- Problem statement
An exact copy of each record is required.

- Recorded data
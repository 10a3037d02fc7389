//! Error types for grafter.

use std::path::PathBuf;

use thiserror::Error;

/// Errors raised while building rules or running a sync pass.
///
/// Setup variants (`InvalidPattern`, `IgnoreFile`, `InvalidRoot`,
/// `OverlappingRoots`) abort a run before any walking begins. The rest are
/// reported per item and never stop a pass.
#[derive(Debug, Error)]
pub enum SyncError {
    /// A user-supplied ignore regex failed to compile.
    #[error("invalid ignore pattern `{pattern}`: {source}")]
    InvalidPattern {
        pattern: String,
        #[source]
        source: regex::Error,
    },

    /// The root `.gitignore` exists but could not be parsed or read.
    #[error("failed to load ignore file {path}: {source}")]
    IgnoreFile {
        path: PathBuf,
        #[source]
        source: ignore::Error,
    },

    /// A sync root is missing or is not a directory.
    #[error("root {path} does not exist or is not a directory")]
    InvalidRoot { path: PathBuf },

    /// One sync root lives inside the other.
    #[error("source {source_root} and destination {dest_root} overlap")]
    OverlappingRoots {
        source_root: PathBuf,
        dest_root: PathBuf,
    },

    /// A rule was asked about a path outside the root it was built for.
    #[error("path {path} is not under root {root}")]
    OutsideRoot { path: PathBuf, root: PathBuf },

    /// The directory walker reported an error for one entry.
    #[error("walk error: {0}")]
    Walk(#[from] ignore::Error),

    /// An I/O error, with annotated path for context.
    #[error("I/O error at {path}: {source}")]
    Io {
        path: PathBuf,
        #[source]
        source: std::io::Error,
    },

    /// A worker or walker thread panicked.
    #[error("thread panic occurred during sync pass")]
    WorkerPanic,
}

/// Errors raised by the mission registry.
#[derive(Debug, Error)]
pub enum MissionError {
    #[error("mission `{0}` doesn't exist")]
    NotFound(String),

    #[error("mission `{0}` already exists")]
    AlreadyExists(String),

    /// Removal by index outside `0..len`.
    #[error("ignore index {index} is out of range (mission has {len} patterns)")]
    IgnoreIndexOutOfRange { index: usize, len: usize },

    #[error("invalid ignore pattern `{pattern}`: {source}")]
    InvalidPattern {
        pattern: String,
        #[source]
        source: regex::Error,
    },

    #[error("I/O error at {path}: {source}")]
    Io {
        path: PathBuf,
        #[source]
        source: std::io::Error,
    },

    /// The store file exists but is not valid YAML for a mission store.
    #[error("failed to parse mission store at {path}: {source}")]
    Parse {
        path: PathBuf,
        #[source]
        source: serde_yml::Error,
    },

    #[error("failed to serialize mission store: {0}")]
    Serialize(#[from] serde_yml::Error),

    /// `dirs::home_dir()` returned `None`.
    #[error("cannot determine home directory; set $HOME or pass --store")]
    HomeNotFound,
}

/// Convenience constructor for [`SyncError::Io`].
pub(crate) fn io_err(path: impl Into<PathBuf>, source: std::io::Error) -> SyncError {
    SyncError::Io {
        path: path.into(),
        source,
    }
}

- Task answer
repository 10a3037d02fc7389
//! Error types for grafter.

use std::path::PathBuf;

use thiserror::Error;

/// Errors raised while building rules or running a sync pass.
///
/// Setup variants (`InvalidPattern`, `IgnoreFile`, `InvalidRoot`,
/// `OverlappingRoots`) abort a run before any walking begins. The rest are
/// reported per item and never stop a pass.
#[derive(Debug, Error)]
pub enum SyncError {
    /// A user-supplied ignore regex failed to compile.
    #[error("invalid ignore pattern `{pattern}`: {source}")]
    InvalidPattern {
        pattern: String,
        #[source]
        source: regex::Error,
    },

    /// The root `.gitignore` exists but could not be parsed or read.
    #[error("failed to load ignore file {path}: {source}")]
    IgnoreFile {
        path: PathBuf,
        #[source]
        source: ignore::Error,
    },

    /// A sync root is missing or is not a directory.
    #[error("root {path} does not exist or is not a directory")]
    InvalidRoot { path: PathBuf },

    /// One sync root lives inside the other.
    #[error("source {source_root} and destination {dest_root} overlap")]
    OverlappingRoots {
        source_root: PathBuf,
        dest_root: PathBuf,
    },

    /// A rule was asked about a path outside the root it was built for.
    #[error("path {path} is not under root {root}")]
    OutsideRoot { path: PathBuf, root: PathBuf },

    /// The directory walker reported an error for one entry.
    #[error("walk error: {0}")]
    Walk(#[from] ignore::Error),

    /// An I/O error, with annotated path for context.
    #[error("I/O error at {path}: {source}")]
    Io {
        path: PathBuf,
        #[source]
        source: std::io::Error,
    },

    /// A worker or walker thread panicked.
    #[error("thread panic occurred during sync pass")]
    WorkerPanic,
}

/// Errors raised by the mission registry.
#[derive(Debug, Error)]
pub enum MissionError {
    #[error("mission `{0}` doesn't exist")]
    NotFound(String),

    #[error("mission `{0}` already exists")]
    AlreadyExists(String),

    /// Removal by index outside `0..len`.
    #[error("ignore index {index} is out of range (mission has {len} patterns)")]
    IgnoreIndexOutOfRange { index: usize, len: usize },

    #[error("invalid ignore pattern `{pattern}`: {source}")]
    InvalidPattern {
        pattern: String,
        #[source]
        source: regex::Error,
    },

    #[error("I/O error at {path}: {source}")]
    Io {
        path: PathBuf,
        #[source]
        source: std::io::Error,
    },

    /// The store file exists but is not valid YAML for a mission store.
    #[error("failed to parse mission store at {path}: {source}")]
    Parse {
        path: PathBuf,
        #[source]
        source: serde_yml::Error,
    },

    #[error("failed to serialize mission store: {0}")]
    Serialize(#[from] serde_yml::Error),

    /// `dirs::home_dir()` returned `None`.
    #[error("cannot determine home directory; set $HOME or pass --store")]
    HomeNotFound,
}

/// Convenience constructor for [`SyncError::Io`].
pub(crate) fn io_err(path: impl Into<PathBuf>, source: std::io::Error) -> SyncError {
    SyncError::Io {
        path: path.into(),
        source,
    }
}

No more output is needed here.